→ Exercise instructions:
Check every line of the data and copy the ones where "derive" appears.

[Collected data entries]
—————
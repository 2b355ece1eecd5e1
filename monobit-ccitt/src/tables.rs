//! Code tables of ITU-T T.4/T.6 and the flat lookup tables built from them.
//!
//! Every code is at most 13 bits long, so a single peek of [`LOOKUP_BITS`]
//! bits is enough to resolve any run-length or mode code with one table
//! access.

/// Number of bits peeked for a single lookup.
pub(crate) const LOOKUP_BITS: u8 = 13;

/// "EOFB" (end of facsimile block): two consecutive EOL codes (T.6, 2.4).
pub(crate) const EOFB: u32 = 0x001001;

/// A resolved code: how many bits it occupies and what it stands for.
///
/// A length of zero marks a bit pattern that is not the prefix of any code.
#[derive(Debug, Clone, Copy)]
pub(crate) struct Entry {
    pub(crate) len: u8,
    pub(crate) value: u16,
}

impl Entry {
    const INVALID: Self = Self { len: 0, value: 0 };
}

/// Two-dimensional coding modes (Table 4/T.6).
#[derive(Debug, Clone, Copy, PartialEq, Eq)]
pub(crate) enum Mode {
    Pass,
    Horizontal,
    /// Vertical mode with the signed distance `a1 - b1`.
    Vertical(i8),
}

/// Terminating codes followed by make-up codes for white runs (Tables 2 and 3/T.4).
const WHITE_CODES: &[(&str, u16)] = &[
    ("00110101", 0), ("000111", 1), ("0111", 2), ("1000", 3),
    ("1011", 4), ("1100", 5), ("1110", 6), ("1111", 7),
    ("10011", 8), ("10100", 9), ("00111", 10), ("01000", 11),
    ("001000", 12), ("000011", 13), ("110100", 14), ("110101", 15),
    ("101010", 16), ("101011", 17), ("0100111", 18), ("0001100", 19),
    ("0001000", 20), ("0010111", 21), ("0000011", 22), ("0000100", 23),
    ("0101000", 24), ("0101011", 25), ("0010011", 26), ("0100100", 27),
    ("0011000", 28), ("00000010", 29), ("00000011", 30), ("00011010", 31),
    ("00011011", 32), ("00010010", 33), ("00010011", 34), ("00010100", 35),
    ("00010101", 36), ("00010110", 37), ("00010111", 38), ("00101000", 39),
    ("00101001", 40), ("00101010", 41), ("00101011", 42), ("00101100", 43),
    ("00101101", 44), ("00000100", 45), ("00000101", 46), ("00001010", 47),
    ("00001011", 48), ("01010010", 49), ("01010011", 50), ("01010100", 51),
    ("01010101", 52), ("00100100", 53), ("00100101", 54), ("01011000", 55),
    ("01011001", 56), ("01011010", 57), ("01011011", 58), ("01001010", 59),
    ("01001011", 60), ("00110010", 61), ("00110011", 62), ("00110100", 63),
    ("11011", 64), ("10010", 128), ("010111", 192), ("0110111", 256),
    ("00110110", 320), ("00110111", 384), ("01100100", 448), ("01100101", 512),
    ("01101000", 576), ("01100111", 640), ("011001100", 704), ("011001101", 768),
    ("011010010", 832), ("011010011", 896), ("011010100", 960), ("011010101", 1024),
    ("011010110", 1088), ("011010111", 1152), ("011011000", 1216), ("011011001", 1280),
    ("011011010", 1344), ("011011011", 1408), ("010011000", 1472), ("010011001", 1536),
    ("010011010", 1600), ("011000", 1664), ("010011011", 1728),
];

/// Terminating codes followed by make-up codes for black runs (Tables 2 and 3/T.4).
const BLACK_CODES: &[(&str, u16)] = &[
    ("0000110111", 0), ("010", 1), ("11", 2), ("10", 3),
    ("011", 4), ("0011", 5), ("0010", 6), ("00011", 7),
    ("000101", 8), ("000100", 9), ("0000100", 10), ("0000101", 11),
    ("0000111", 12), ("00000100", 13), ("00000111", 14), ("000011000", 15),
    ("0000010111", 16), ("0000011000", 17), ("0000001000", 18), ("00001100111", 19),
    ("00001101000", 20), ("00001101100", 21), ("00000110111", 22), ("00000101000", 23),
    ("00000010111", 24), ("00000011000", 25), ("000011001010", 26), ("000011001011", 27),
    ("000011001100", 28), ("000011001101", 29), ("000001101000", 30), ("000001101001", 31),
    ("000001101010", 32), ("000001101011", 33), ("000011010010", 34), ("000011010011", 35),
    ("000011010100", 36), ("000011010101", 37), ("000011010110", 38), ("000011010111", 39),
    ("000001101100", 40), ("000001101101", 41), ("000011011010", 42), ("000011011011", 43),
    ("000001010100", 44), ("000001010101", 45), ("000001010110", 46), ("000001010111", 47),
    ("000001100100", 48), ("000001100101", 49), ("000001010010", 50), ("000001010011", 51),
    ("000000100100", 52), ("000000110111", 53), ("000000111000", 54), ("000000100111", 55),
    ("000000101000", 56), ("000001011000", 57), ("000001011001", 58), ("000000101011", 59),
    ("000000101100", 60), ("000001011010", 61), ("000001100110", 62), ("000001100111", 63),
    ("0000001111", 64), ("000011001000", 128), ("000011001001", 192), ("000001011011", 256),
    ("000000110011", 320), ("000000110100", 384), ("000000110101", 448), ("0000001101100", 512),
    ("0000001101101", 576), ("0000001001010", 640), ("0000001001011", 704), ("0000001001100", 768),
    ("0000001001101", 832), ("0000001110010", 896), ("0000001110011", 960), ("0000001110100", 1024),
    ("0000001110101", 1088), ("0000001110110", 1152), ("0000001110111", 1216), ("0000001010010", 1280),
    ("0000001010011", 1344), ("0000001010100", 1408), ("0000001010101", 1472), ("0000001011010", 1536),
    ("0000001011011", 1600), ("0000001100100", 1664), ("0000001100101", 1728),
];

/// Extended make-up codes shared by both colours (Table 3/T.4).
const COMMON_MAKEUP_CODES: &[(&str, u16)] = &[
    ("00000001000", 1792), ("00000001100", 1856), ("00000001101", 1920), ("000000010010", 1984),
    ("000000010011", 2048), ("000000010100", 2112), ("000000010101", 2176), ("000000010110", 2240),
    ("000000010111", 2304), ("000000011100", 2368), ("000000011101", 2432), ("000000011110", 2496),
    ("000000011111", 2560),
];

/// Mode codes; the value indexes [`MODES`] (Table 4/T.6).
const MODE_CODES: &[(&str, u16)] = &[
    ("0001", 0),
    ("001", 1),
    ("1", 2),
    ("011", 3),
    ("000011", 4),
    ("0000011", 5),
    ("010", 6),
    ("000010", 7),
    ("0000010", 8),
];

pub(crate) const MODES: [Mode; 9] = [
    Mode::Pass,
    Mode::Horizontal,
    Mode::Vertical(0),
    Mode::Vertical(1),
    Mode::Vertical(2),
    Mode::Vertical(3),
    Mode::Vertical(-1),
    Mode::Vertical(-2),
    Mode::Vertical(-3),
];

const TABLE_SIZE: usize = 1 << LOOKUP_BITS;

/// Lookup table for white run-length codes, indexed by the next 13 bits.
pub(crate) static WHITE_TABLE: [Entry; TABLE_SIZE] = build_table(&[WHITE_CODES, COMMON_MAKEUP_CODES]);
/// Lookup table for black run-length codes, indexed by the next 13 bits.
pub(crate) static BLACK_TABLE: [Entry; TABLE_SIZE] = build_table(&[BLACK_CODES, COMMON_MAKEUP_CODES]);
/// Lookup table for mode codes, indexed by the next 13 bits.
pub(crate) static MODE_TABLE: [Entry; TABLE_SIZE] = build_table(&[MODE_CODES]);

/// Fill every slot whose leading bits match a code with that code's entry.
const fn build_table(groups: &[&[(&str, u16)]]) -> [Entry; TABLE_SIZE] {
    let mut table = [Entry::INVALID; TABLE_SIZE];

    let mut g = 0;
    while g < groups.len() {
        let codes = groups[g];
        let mut i = 0;

        while i < codes.len() {
            let (pattern, value) = codes[i];
            let bits = pattern.as_bytes();
            let len = bits.len();

            let mut code = 0_usize;
            let mut b = 0;
            while b < len {
                code = (code << 1) | (bits[b] - b'0') as usize;
                b += 1;
            }

            let free = LOOKUP_BITS as usize - len;
            let start = code << free;
            let mut suffix = 0;
            while suffix < (1 << free) {
                table[start | suffix] = Entry {
                    len: len as u8,
                    value,
                };
                suffix += 1;
            }

            i += 1;
        }

        g += 1;
    }

    table
}

#[cfg(test)]
mod tests {
    use super::*;

    fn lookup(table: &[Entry], pattern: &str) -> Entry {
        let mut code = 0_usize;
        for b in pattern.bytes() {
            code = (code << 1) | (b - b'0') as usize;
        }
        table[code << (LOOKUP_BITS as usize - pattern.len())]
    }

    #[test]
    fn codes_are_prefix_free() {
        // A conflicting code would have overwritten an earlier entry.
        for (table, groups) in [
            (&WHITE_TABLE, [WHITE_CODES, COMMON_MAKEUP_CODES]),
            (&BLACK_TABLE, [BLACK_CODES, COMMON_MAKEUP_CODES]),
        ] {
            for codes in groups {
                for &(pattern, value) in codes {
                    let entry = lookup(table, pattern);
                    assert_eq!(entry.len as usize, pattern.len(), "{pattern}");
                    assert_eq!(entry.value, value, "{pattern}");
                }
            }
        }
    }

    #[test]
    fn mode_lookup() {
        assert_eq!(MODES[lookup(&MODE_TABLE, "1").value as usize], Mode::Vertical(0));
        assert_eq!(MODES[lookup(&MODE_TABLE, "001").value as usize], Mode::Horizontal);
        assert_eq!(MODES[lookup(&MODE_TABLE, "0000010").value as usize], Mode::Vertical(-3));
        // Extension codes are not supported.
        assert_eq!(lookup(&MODE_TABLE, "0000001").len, 0);
    }

    #[test]
    fn run_lookup() {
        assert_eq!(lookup(&WHITE_TABLE, "0111").value, 2);
        assert_eq!(lookup(&BLACK_TABLE, "10").value, 3);
        assert_eq!(lookup(&BLACK_TABLE, "0000001100101").value, 1728);
        assert_eq!(lookup(&WHITE_TABLE, "000000011111").value, 2560);
    }
}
—————
→ Your solution:
#[derive(Debug, Clone, Copy)]
#[derive(Debug, Clone, Copy, PartialEq, Eq)]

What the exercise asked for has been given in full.